January 2017
Over the weeks that follow, I come to accept that Eve’s death is closure. Paul and I are finished, but for Mollie’s sake I’m civilised and I’ll never stop him from seeing her. No one understands better than me, the desperation of being separated from your child.
When Paul leaves hospital, he moves into Les Quatre Vents, camping out with some makeshift furniture and a chemical toilet. I don’t ask him how he copes. Once he finishes the renovations, maybe we’ll sell it. Or Paul can stay on there himself and figure out a way to pay me off.
I’m keeping an eye on the Brexit developments and what this will mean for people like us, who are living and working in France, but haven’t been here long enough to apply for the permanent carte de sejour that would give us the right to remain after the UK leaves the European Union. We still don’t know what the French government will decide.
Perhaps Mollie and I will stay in France, perhaps we’ll return to England, but whatever happens it will be my choice.
Le Bar les 4 Vents is in my sole name—Paul insisted on it when he feared he might be made bankrupt or sent to prison, so I can make my plans without consulting him or anyone else.
Lilianne and Henri still work for me in Bar les 4 Vents and I’ve detected a slight thaw in their mutual awkwardness. I won’t be speculating on a rekindled relationship. I’m finished with matchmaking.
Paul kept on perpetuating the myth that the bar wouldn’t support us as a family, and that he would have to keep returning to England to take short term contracts, at least until the holiday gîtes were renovated and bringing in income—but he was wrong.
The bar has been doing rather well. It easily covers our living expenses and I’m banking a substantial profit. If Mollie and I stay on in France, I can afford to rent a house or maybe, with help, we could renovate the attic flat above the bar.

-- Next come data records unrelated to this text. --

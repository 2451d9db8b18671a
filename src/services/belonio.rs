// SPDX-License-Identifier: MIT
// Copyright 2026 Roland Dreier <roland@rolandd.dev>

//! Belonio API client for fetching profile and gift card data.
//!
//! Handles:
//! - Password-grant login and transparent re-login
//! - Bounded retry of failed requests (no backoff)
//! - Rate limit detection (gives up on the current request)
//! - Caching the last fetched profile, card list and most recent card
//!
//! The client is not meant to be shared between concurrent callers: every
//! operation that can touch the access token takes `&mut self`.

use crate::error::{AppError, Result};
use crate::models::{Employer, Employment, Giftcard, GiftcardPage, UserProfile};
use crate::services::metrics;
use reqwest::header::ACCEPT;
use reqwest::{RequestBuilder, StatusCode};
use serde::Deserialize;
use serde_json::Value;
use std::fmt;
use std::time::Duration;

/// OAuth scope requested at login.
const TOKEN_SCOPE: &str = "openid profile email offline_access";
/// OAuth client the Belonio web app logs in as.
const TOKEN_CLIENT_ID: &str = "login.belonio.app";

/// Account login, kept for re-authentication.
#[derive(Clone)]
pub struct Credentials {
    username: String,
    password: String,
}

impl Credentials {
    pub fn new(username: impl Into<String>, password: impl Into<String>) -> Self {
        Self {
            username: username.into(),
            password: password.into(),
        }
    }
}

impl fmt::Debug for Credentials {
    fn fmt(&self, f: &mut fmt::Formatter<'_>) -> fmt::Result {
        f.debug_struct("Credentials")
            .field("username", &self.username)
            .field("password", &"<redacted>")
            .finish()
    }
}

/// Endpoints, retry budgets and timeouts.
#[derive(Debug, Clone)]
pub struct ClientOptions {
    pub api_host: String,
    pub auth_host: String,
    /// Retries after the first attempt of an authenticated request
    pub retry_budget: u32,
    /// Retries after the first attempt of a token request
    pub token_retries: u32,
    pub request_timeout: Duration,
    pub token_timeout: Duration,
}

impl Default for ClientOptions {
    fn default() -> Self {
        Self {
            api_host: crate::config::DEFAULT_API_HOST.to_string(),
            auth_host: crate::config::DEFAULT_AUTH_HOST.to_string(),
            retry_budget: 3,
            token_retries: 3,
            request_timeout: Duration::from_secs(10),
            token_timeout: Duration::from_secs(30),
        }
    }
}

/// Belonio API client with cached account state.
pub struct BelonioClient {
    http: reqwest::Client,
    credentials: Credentials,
    options: ClientOptions,
    access_token: Option<String>,
    user_info: Option<UserProfile>,
    giftcards: Option<Vec<Giftcard>>,
    most_recent_giftcard: Option<Giftcard>,
}

impl BelonioClient {
    /// Create a client on top of a shared HTTP client.
    pub fn new(http: reqwest::Client, credentials: Credentials, options: ClientOptions) -> Self {
        Self {
            http,
            credentials,
            options,
            access_token: None,
            user_info: None,
            giftcards: None,
            most_recent_giftcard: None,
        }
    }

    /// Start from an already issued access token instead of logging in.
    pub fn with_access_token(mut self, access_token: impl Into<String>) -> Self {
        self.access_token = Some(access_token.into());
        self
    }

    pub fn has_access_token(&self) -> bool {
        self.access_token.is_some()
    }

    // ─── Cached State ────────────────────────────────────────────────────────

    pub fn user_info(&self) -> Option<&UserProfile> {
        self.user_info.as_ref()
    }

    pub fn giftcards(&self) -> Option<&[Giftcard]> {
        self.giftcards.as_deref()
    }

    pub fn most_recent_giftcard(&self) -> Option<&Giftcard> {
        self.most_recent_giftcard.as_ref()
    }

    /// Active employment from the cached profile.
    pub fn current_employment(&self) -> Option<&Employment> {
        self.user_info.as_ref()?.current_employment()
    }

    pub fn current_employer(&self) -> Option<&Employer> {
        self.current_employment().map(|employment| &employment.employer)
    }

    pub fn current_employment_id(&self) -> Option<&str> {
        self.current_employment()
            .map(|employment| employment.public_id.as_str())
    }

    // ─── Fetch Pipeline ──────────────────────────────────────────────────────

    /// Fetch the user profile.
    ///
    /// Leaves the cached profile untouched if the request yields no result.
    pub async fn fetch_user_info(&mut self) -> Result<()> {
        let url = format!("{}/profiles/self", self.options.api_host);

        let Some(response) = self.request(&url, None).await? else {
            return Ok(());
        };

        // Served as text/plain, so parse the body ourselves
        if let Some(profile) = serde_json::from_str::<Option<UserProfile>>(&response.body)? {
            self.user_info = Some(profile);
        }

        Ok(())
    }

    /// Fetch all gift cards of the active employment.
    ///
    /// Fetches the profile first if it has not been loaded yet.
    pub async fn fetch_giftcards(&mut self) -> Result<()> {
        if self.user_info.is_none() {
            self.fetch_user_info().await?;
        }

        if self.user_info.is_none() {
            tracing::debug!("No profile available, skipping gift card search");
            return Ok(());
        }

        let employment_id = self
            .current_employment_id()
            .ok_or(AppError::NoActiveEmployment)?
            .to_string();

        let url = format!("{}/giftcards/search", self.options.api_host);
        let body = serde_json::json!({ "employmentPublicId": employment_id });

        let Some(response) = self.request(&url, Some(&body)).await? else {
            return Ok(());
        };

        if let Some(page) = serde_json::from_str::<Option<GiftcardPage>>(&response.body)? {
            tracing::debug!(count = page.content.len(), "Gift cards fetched");
            self.giftcards = Some(page.content);
        }

        Ok(())
    }

    /// Fetch the full record of the card with the latest valuta.
    ///
    /// Fetches the card list first if it has not been loaded yet. An empty
    /// card list clears the cached most recent card.
    pub async fn fetch_most_recent_giftcard(&mut self) -> Result<()> {
        if self.giftcards.is_none() {
            self.fetch_giftcards().await?;
        }

        let Some(giftcards) = self.giftcards.as_deref() else {
            return Ok(());
        };

        let Some(latest) = metrics::most_recent(giftcards) else {
            self.most_recent_giftcard = None;
            return Ok(());
        };

        let url = format!("{}/giftcards/{}", self.options.api_host, latest.giftcard_id);

        let Some(response) = self.request(&url, None).await? else {
            return Ok(());
        };

        if let Some(detail) = serde_json::from_str::<Option<Giftcard>>(&response.body)? {
            self.most_recent_giftcard = Some(detail);
        }

        Ok(())
    }

    // ─── Transport ───────────────────────────────────────────────────────────

    /// Log in with the stored credentials.
    ///
    /// Returns `Ok(false)` if the token endpoint refused the login.
    pub async fn login(&mut self) -> Result<bool> {
        self.access_token = request_token(&self.http, &self.credentials, &self.options).await?;
        Ok(self.access_token.is_some())
    }

    /// Send an authenticated request, POSTing `body` as JSON if present.
    ///
    /// Returns `Ok(None)` when the API answered with an error status: rate
    /// limited (no retry) or still failing once the retry budget is spent.
    /// Transport failures and timeouts, including those hit while reading
    /// the body, are retried too, but surface as an error once the budget is
    /// spent.
    pub async fn request(
        &mut self,
        url: &str,
        body: Option<&Value>,
    ) -> Result<Option<ApiResponse>> {
        let mut retries_remaining = self.options.retry_budget;

        loop {
            tracing::debug!(url = %url, retries_remaining, post = body.is_some(), "Belonio request");

            if self.access_token.is_none() {
                tracing::debug!("Fetching access token");
                self.login().await?;
            }

            let Some(access_token) = self.access_token.as_deref() else {
                return Ok(None);
            };

            let builder = match body {
                Some(body) => self.http.post(url).json(body),
                None => self.http.get(url),
            };

            let builder = builder
                .bearer_auth(access_token)
                .timeout(self.options.request_timeout);

            match send_and_read(builder).await {
                Ok(response) => {
                    let status = response.status;
                    tracing::debug!(status = %status, url = %url, "Belonio response");

                    if status.as_u16() <= 400 {
                        return Ok(Some(response));
                    }

                    // Expired or revoked token shows up here too, so log in again
                    self.access_token = None;

                    if status == StatusCode::TOO_MANY_REQUESTS {
                        tracing::warn!(url = %url, "Belonio rate limit hit (429)");
                        return Ok(None);
                    }

                    if retries_remaining > 0 {
                        retries_remaining -= 1;
                        continue;
                    }

                    tracing::error!(
                        status = %status,
                        url = %url,
                        "Error connecting to Belonio, giving up"
                    );
                    return Ok(None);
                }
                Err(err) => {
                    // A 429 always arrives as a status above, never as a
                    // transport error, so every failure here is retryable.
                    self.access_token = None;

                    if retries_remaining > 0 {
                        tracing::debug!(error = %err, url = %url, "Belonio request failed, retrying");
                        retries_remaining -= 1;
                        continue;
                    }

                    if err.is_timeout() {
                        tracing::error!(url = %url, "Timed out when connecting to Belonio");
                    } else {
                        tracing::error!(error = %err, url = %url, "Error connecting to Belonio");
                    }
                    return Err(AppError::from_transport(&err));
                }
            }
        }
    }
}

/// Status and body of a completed API call.
#[derive(Debug, Clone)]
pub struct ApiResponse {
    pub status: StatusCode,
    pub body: String,
}

/// Send a request and read the whole body. The request timeout covers both,
/// so a stalled body fails the attempt like a stalled connect.
async fn send_and_read(builder: RequestBuilder) -> reqwest::Result<ApiResponse> {
    let response = builder.send().await?;
    let status = response.status();
    let body = response.text().await?;
    Ok(ApiResponse { status, body })
}

/// Token response from the auth endpoint.
#[derive(Debug, Deserialize)]
struct TokenResponse {
    access_token: Option<String>,
}

/// Password-grant login against `{auth_host}/token`.
///
/// Transport failures are retried immediately up to `token_retries` times,
/// then reported as `AppError::Auth`. A non-200 answer, or a 200 without a
/// readable token, yields `Ok(None)`.
async fn request_token(
    http: &reqwest::Client,
    credentials: &Credentials,
    options: &ClientOptions,
) -> Result<Option<String>> {
    let url = format!("{}/token", options.auth_host);
    let mut retries_remaining = options.token_retries;

    let response = loop {
        let result = http
            .post(&url)
            .header(ACCEPT, "application/json")
            .form(&[
                ("grant_type", "password"),
                ("username", credentials.username.as_str()),
                ("password", credentials.password.as_str()),
                ("scope", TOKEN_SCOPE),
                ("client_id", TOKEN_CLIENT_ID),
            ])
            .timeout(options.token_timeout)
            .send()
            .await;

        match result {
            Ok(response) => break response,
            Err(err) if retries_remaining > 0 => {
                tracing::debug!(error = %err, retries_remaining, "Token request failed, retrying");
                retries_remaining -= 1;
            }
            Err(err) => {
                tracing::error!(error = %err, "Error getting Belonio token");
                return Err(AppError::Auth(format!("Token request failed: {}", err)));
            }
        }
    };

    let status = response.status();
    if status != StatusCode::OK {
        tracing::error!(
            status = %status,
            reason = status.canonical_reason().unwrap_or(""),
            "Belonio: Failed to get token"
        );
        return Ok(None);
    }

    let body = response
        .text()
        .await
        .map_err(|e| AppError::Auth(format!("Failed to read token response: {}", e)))?;
    let token = match serde_json::from_str::<TokenResponse>(&body) {
        Ok(token) => token,
        Err(e) => {
            tracing::error!(error = %e, "Belonio: Unreadable token response");
            return Ok(None);
        }
    };

    Ok(token.access_token.filter(|t| !t.is_empty()))
}

#[cfg(test)]
mod tests {
    use super::*;

    #[test]
    fn test_credentials_debug_redacts_password() {
        let credentials = Credentials::new("jane@example.com", "hunter2");
        let debug = format!("{:?}", credentials);

        assert!(debug.contains("jane@example.com"));
        assert!(!debug.contains("hunter2"));
    }

    #[test]
    fn test_accessors_without_profile() {
        let client = BelonioClient::new(
            reqwest::Client::new(),
            Credentials::new("u", "p"),
            ClientOptions::default(),
        );

        assert!(client.user_info().is_none());
        assert!(client.current_employment().is_none());
        assert!(client.current_employer().is_none());
        assert!(client.current_employment_id().is_none());
        assert!(client.giftcards().is_none());
        assert!(client.most_recent_giftcard().is_none());
        assert!(!client.has_access_token());
    }

    #[test]
    fn test_with_access_token() {
        let client = BelonioClient::new(
            reqwest::Client::new(),
            Credentials::new("u", "p"),
            ClientOptions::default(),
        )
        .with_access_token("abc");

        assert!(client.has_access_token());
    }
}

Some people might wonder how I could face staying on here, on the site of the fatal accident that occurred on my doorstep. Perhaps the bar is jinxed, says local gossip: Anton couldn’t make it pay, and now this—but Eve’s death has attracted even more customers to the bar. People drive out from Limoges specially to see the spot where L’Anglaise died, depicted in Le Populaire by a photograph of a single red shoe lying in the centre of the road.
For forty-eight hours, no one picked up the shoe.

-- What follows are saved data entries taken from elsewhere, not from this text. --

// SPDX-License-Identifier: MIT
// Copyright 2026 Roland Dreier <roland@rolandd.dev>

//! Periodic refresh of gift card data.
//!
//! Runs the fetch chain on a fixed interval and keeps the last good
//! snapshot. A failed cycle is logged and the previous snapshot stays
//! published until a later cycle succeeds.

use crate::error::Result;
use crate::models::GiftcardSnapshot;
use crate::services::belonio::BelonioClient;
use crate::services::metrics;
use chrono::Utc;
use std::future::Future;
use std::time::Duration;
use tokio::time::MissedTickBehavior;

/// Shortest allowed refresh interval; `tokio::time::interval` rejects zero.
const MIN_INTERVAL: Duration = Duration::from_secs(1);

/// Drives a [`BelonioClient`] on a schedule.
pub struct RefreshCoordinator {
    client: BelonioClient,
    interval: Duration,
    snapshot: Option<GiftcardSnapshot>,
}

impl RefreshCoordinator {
    /// Intervals shorter than one second are raised to one second.
    pub fn new(client: BelonioClient, interval: Duration) -> Self {
        Self {
            client,
            interval: interval.max(MIN_INTERVAL),
            snapshot: None,
        }
    }

    /// Last successfully published snapshot.
    pub fn snapshot(&self) -> Option<&GiftcardSnapshot> {
        self.snapshot.as_ref()
    }

    /// Run one refresh cycle.
    ///
    /// Returns the published snapshot, which is the previous one if the
    /// API returned no data this time, or `None` if nothing was ever fetched.
    pub async fn refresh(&mut self) -> Result<Option<&GiftcardSnapshot>> {
        if let Err(e) = self.run_fetch_chain().await {
            tracing::warn!(
                error = %e,
                transient = e.is_transient(),
                "Refresh cycle failed, keeping previous snapshot"
            );
            return Err(e);
        }

        if let Some(giftcards) = self.client.giftcards() {
            let snapshot =
                metrics::snapshot(giftcards, self.client.most_recent_giftcard(), Utc::now());
            tracing::info!(
                count = snapshot.count,
                total_remaining = snapshot.total_remaining,
                most_recent = snapshot.most_recent.as_ref().map(|c| c.giftcard_id.as_str()),
                "Gift card snapshot updated"
            );
            self.snapshot = Some(snapshot);
        }

        Ok(self.snapshot.as_ref())
    }

    async fn run_fetch_chain(&mut self) -> Result<()> {
        self.client.fetch_giftcards().await?;
        self.client.fetch_most_recent_giftcard().await
    }

    /// Refresh immediately, then on every interval tick until `shutdown`
    /// resolves. `on_update` sees each snapshot published by a good cycle.
    pub async fn run<F, U>(&mut self, shutdown: F, mut on_update: U)
    where
        F: Future<Output = ()>,
        U: FnMut(&GiftcardSnapshot),
    {
        let mut ticker = tokio::time::interval(self.interval);
        ticker.set_missed_tick_behavior(MissedTickBehavior::Skip);
        tokio::pin!(shutdown);

        tracing::info!(interval_secs = self.interval.as_secs(), "Refresh loop started");

        loop {
            tokio::select! {
                _ = &mut shutdown => {
                    tracing::info!("Shutdown requested, stopping refresh loop");
                    break;
                }
                _ = ticker.tick() => {
                    if let Ok(Some(snapshot)) = self.refresh().await {
                        on_update(snapshot);
                    }
                }
            }
        }
    }
}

Or maybe we’ll go back to London. Now I have the experience and confidence, I could take on a pub. I love the work, the buzz of getting to know my regulars—even the cooking. And there’s another dream I’ve been nurturing—if we found somewhere close to Zak, maybe Owen could live with me for part of the week. I haven’t shared this idea with anyone but it’s something I should thank Paul for.
If he’d been with me in France from the beginning, I’d still be hovering in his shadow and would never have found the confidence to make my own decisions. From now on, no one will choose my future. Only me.